**SUPPLIED ENTRIES**
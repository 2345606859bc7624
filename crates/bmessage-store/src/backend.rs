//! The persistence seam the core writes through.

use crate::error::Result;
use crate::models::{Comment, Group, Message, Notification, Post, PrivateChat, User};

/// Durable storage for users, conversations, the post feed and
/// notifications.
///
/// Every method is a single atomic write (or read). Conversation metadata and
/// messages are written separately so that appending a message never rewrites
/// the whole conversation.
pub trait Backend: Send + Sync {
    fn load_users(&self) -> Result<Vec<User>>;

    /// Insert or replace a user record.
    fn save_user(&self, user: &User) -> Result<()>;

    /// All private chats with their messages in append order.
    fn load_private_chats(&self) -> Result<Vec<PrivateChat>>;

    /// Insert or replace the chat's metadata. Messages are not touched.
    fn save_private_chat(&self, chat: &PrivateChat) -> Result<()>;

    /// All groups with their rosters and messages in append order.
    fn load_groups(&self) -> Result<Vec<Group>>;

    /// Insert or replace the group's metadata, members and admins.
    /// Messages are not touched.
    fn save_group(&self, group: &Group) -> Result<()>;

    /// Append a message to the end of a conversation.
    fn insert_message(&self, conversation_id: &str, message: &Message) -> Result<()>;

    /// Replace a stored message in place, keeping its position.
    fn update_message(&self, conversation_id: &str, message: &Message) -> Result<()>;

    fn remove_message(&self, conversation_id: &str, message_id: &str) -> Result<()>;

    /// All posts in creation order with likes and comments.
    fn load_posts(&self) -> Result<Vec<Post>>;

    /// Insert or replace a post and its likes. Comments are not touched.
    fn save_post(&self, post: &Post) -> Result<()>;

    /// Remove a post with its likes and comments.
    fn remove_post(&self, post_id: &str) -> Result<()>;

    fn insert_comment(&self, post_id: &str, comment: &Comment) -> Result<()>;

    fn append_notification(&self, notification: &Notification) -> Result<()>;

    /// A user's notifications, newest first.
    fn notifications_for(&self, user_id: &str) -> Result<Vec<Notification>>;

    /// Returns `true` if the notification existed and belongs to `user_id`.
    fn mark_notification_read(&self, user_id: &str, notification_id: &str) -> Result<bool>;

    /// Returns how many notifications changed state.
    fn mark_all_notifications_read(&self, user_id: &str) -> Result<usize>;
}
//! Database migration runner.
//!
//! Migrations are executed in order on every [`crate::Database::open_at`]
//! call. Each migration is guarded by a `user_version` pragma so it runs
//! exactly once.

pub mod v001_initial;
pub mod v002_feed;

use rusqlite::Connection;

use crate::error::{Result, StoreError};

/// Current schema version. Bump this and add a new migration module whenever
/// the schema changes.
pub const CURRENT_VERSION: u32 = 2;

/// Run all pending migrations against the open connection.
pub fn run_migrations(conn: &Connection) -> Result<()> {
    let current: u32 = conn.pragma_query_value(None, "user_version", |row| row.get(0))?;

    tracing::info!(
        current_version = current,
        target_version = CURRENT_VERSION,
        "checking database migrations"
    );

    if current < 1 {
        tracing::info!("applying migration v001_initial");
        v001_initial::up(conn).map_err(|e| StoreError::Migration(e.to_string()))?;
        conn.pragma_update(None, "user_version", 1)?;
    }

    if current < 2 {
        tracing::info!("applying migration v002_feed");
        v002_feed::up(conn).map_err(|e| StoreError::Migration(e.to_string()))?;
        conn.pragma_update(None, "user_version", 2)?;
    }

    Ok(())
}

==

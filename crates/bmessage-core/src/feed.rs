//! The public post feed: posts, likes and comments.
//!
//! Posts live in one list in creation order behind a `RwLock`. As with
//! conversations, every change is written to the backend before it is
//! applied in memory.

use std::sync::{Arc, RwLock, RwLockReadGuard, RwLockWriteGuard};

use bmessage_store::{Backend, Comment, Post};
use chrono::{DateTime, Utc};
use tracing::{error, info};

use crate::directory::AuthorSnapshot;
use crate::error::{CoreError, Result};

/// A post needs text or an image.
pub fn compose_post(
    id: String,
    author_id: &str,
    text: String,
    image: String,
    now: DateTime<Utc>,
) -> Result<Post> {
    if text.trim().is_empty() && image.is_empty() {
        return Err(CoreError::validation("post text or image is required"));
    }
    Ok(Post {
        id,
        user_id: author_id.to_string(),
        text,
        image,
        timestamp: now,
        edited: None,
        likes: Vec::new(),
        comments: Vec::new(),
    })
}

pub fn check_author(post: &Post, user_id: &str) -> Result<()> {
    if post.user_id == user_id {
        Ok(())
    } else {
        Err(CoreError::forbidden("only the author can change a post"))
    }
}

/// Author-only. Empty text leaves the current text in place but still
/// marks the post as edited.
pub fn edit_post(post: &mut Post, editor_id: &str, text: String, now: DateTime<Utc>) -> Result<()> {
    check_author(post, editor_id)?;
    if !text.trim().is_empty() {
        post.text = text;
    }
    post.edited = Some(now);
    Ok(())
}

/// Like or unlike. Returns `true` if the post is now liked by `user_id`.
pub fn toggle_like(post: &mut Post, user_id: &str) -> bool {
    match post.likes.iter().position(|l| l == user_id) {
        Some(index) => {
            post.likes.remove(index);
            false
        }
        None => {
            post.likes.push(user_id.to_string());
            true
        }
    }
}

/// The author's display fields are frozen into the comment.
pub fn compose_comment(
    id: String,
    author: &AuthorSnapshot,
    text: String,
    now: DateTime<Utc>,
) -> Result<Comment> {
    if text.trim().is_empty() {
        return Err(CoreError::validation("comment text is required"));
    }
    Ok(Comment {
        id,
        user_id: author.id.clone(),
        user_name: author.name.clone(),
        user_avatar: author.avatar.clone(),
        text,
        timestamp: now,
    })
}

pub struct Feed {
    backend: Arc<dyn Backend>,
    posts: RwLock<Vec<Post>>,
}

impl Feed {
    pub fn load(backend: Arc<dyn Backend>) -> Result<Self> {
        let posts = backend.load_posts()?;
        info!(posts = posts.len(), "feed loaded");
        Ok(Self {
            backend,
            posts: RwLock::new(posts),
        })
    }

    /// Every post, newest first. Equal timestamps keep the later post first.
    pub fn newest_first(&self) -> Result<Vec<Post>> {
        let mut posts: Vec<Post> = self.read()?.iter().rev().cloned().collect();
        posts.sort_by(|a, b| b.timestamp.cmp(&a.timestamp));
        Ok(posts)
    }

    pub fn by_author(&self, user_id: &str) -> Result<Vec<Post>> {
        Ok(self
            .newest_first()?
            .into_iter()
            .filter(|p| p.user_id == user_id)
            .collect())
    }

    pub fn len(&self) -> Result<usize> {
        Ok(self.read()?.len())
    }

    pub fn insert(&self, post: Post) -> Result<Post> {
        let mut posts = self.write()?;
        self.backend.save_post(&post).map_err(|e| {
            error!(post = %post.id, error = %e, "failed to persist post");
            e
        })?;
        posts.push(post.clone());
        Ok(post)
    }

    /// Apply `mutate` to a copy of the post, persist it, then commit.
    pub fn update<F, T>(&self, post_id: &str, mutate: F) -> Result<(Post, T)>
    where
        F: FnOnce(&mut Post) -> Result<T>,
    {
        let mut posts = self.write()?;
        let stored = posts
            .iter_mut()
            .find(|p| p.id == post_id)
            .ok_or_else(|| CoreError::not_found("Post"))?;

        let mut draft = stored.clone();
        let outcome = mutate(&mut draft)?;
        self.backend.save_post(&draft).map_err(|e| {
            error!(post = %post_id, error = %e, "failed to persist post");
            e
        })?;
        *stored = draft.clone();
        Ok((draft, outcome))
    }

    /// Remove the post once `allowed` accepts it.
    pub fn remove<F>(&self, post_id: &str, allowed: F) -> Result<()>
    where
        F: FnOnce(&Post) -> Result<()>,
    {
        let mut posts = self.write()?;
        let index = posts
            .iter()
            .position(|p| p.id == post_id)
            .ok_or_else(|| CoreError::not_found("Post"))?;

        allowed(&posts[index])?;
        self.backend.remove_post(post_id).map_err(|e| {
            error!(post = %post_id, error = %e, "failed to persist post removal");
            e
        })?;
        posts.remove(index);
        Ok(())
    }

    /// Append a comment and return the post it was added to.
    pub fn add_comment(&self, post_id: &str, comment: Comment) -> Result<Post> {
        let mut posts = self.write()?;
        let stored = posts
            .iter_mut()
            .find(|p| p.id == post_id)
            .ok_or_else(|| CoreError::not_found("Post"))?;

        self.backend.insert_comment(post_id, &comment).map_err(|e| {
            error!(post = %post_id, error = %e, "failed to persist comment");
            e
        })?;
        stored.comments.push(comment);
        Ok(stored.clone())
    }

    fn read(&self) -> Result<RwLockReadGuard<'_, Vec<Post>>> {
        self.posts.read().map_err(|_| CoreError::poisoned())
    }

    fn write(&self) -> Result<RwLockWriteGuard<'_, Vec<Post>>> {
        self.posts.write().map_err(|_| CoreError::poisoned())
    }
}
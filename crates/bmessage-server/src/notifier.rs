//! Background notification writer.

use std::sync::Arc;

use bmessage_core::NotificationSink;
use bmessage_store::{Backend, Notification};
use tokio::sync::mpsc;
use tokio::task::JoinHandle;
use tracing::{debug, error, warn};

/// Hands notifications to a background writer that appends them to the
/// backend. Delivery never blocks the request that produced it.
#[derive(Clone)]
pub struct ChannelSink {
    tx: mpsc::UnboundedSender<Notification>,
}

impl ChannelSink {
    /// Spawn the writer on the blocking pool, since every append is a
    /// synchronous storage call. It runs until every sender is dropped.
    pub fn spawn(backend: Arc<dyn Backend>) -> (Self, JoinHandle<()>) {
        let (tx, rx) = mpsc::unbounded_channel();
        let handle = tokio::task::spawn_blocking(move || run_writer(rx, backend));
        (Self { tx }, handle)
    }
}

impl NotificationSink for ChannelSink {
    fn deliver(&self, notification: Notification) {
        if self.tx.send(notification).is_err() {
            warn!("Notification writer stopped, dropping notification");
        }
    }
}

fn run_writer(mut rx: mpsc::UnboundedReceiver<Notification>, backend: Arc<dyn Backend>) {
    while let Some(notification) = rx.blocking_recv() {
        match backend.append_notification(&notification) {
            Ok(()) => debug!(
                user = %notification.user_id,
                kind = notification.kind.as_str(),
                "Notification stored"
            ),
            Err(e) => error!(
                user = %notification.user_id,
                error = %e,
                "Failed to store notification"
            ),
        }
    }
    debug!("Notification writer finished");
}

**EXERCISE BRIEF**
Copy out, word for word, the part of the entries above that begins at the line with "repository 2345606859bc7624" and ends at the line with "Conversation metadata and", including both.

**EXERCISE OUTPUT**
repository 2345606859bc7624
filename crates/bmessage-store/src/backend.rs
//! The persistence seam the core writes through.

use crate::error::Result;
use crate::models::{Comment, Group, Message, Notification, Post, PrivateChat, User};

/// Durable storage for users, conversations, the post feed and
/// notifications.
///
/// Every method is a single atomic write (or read). Conversation metadata and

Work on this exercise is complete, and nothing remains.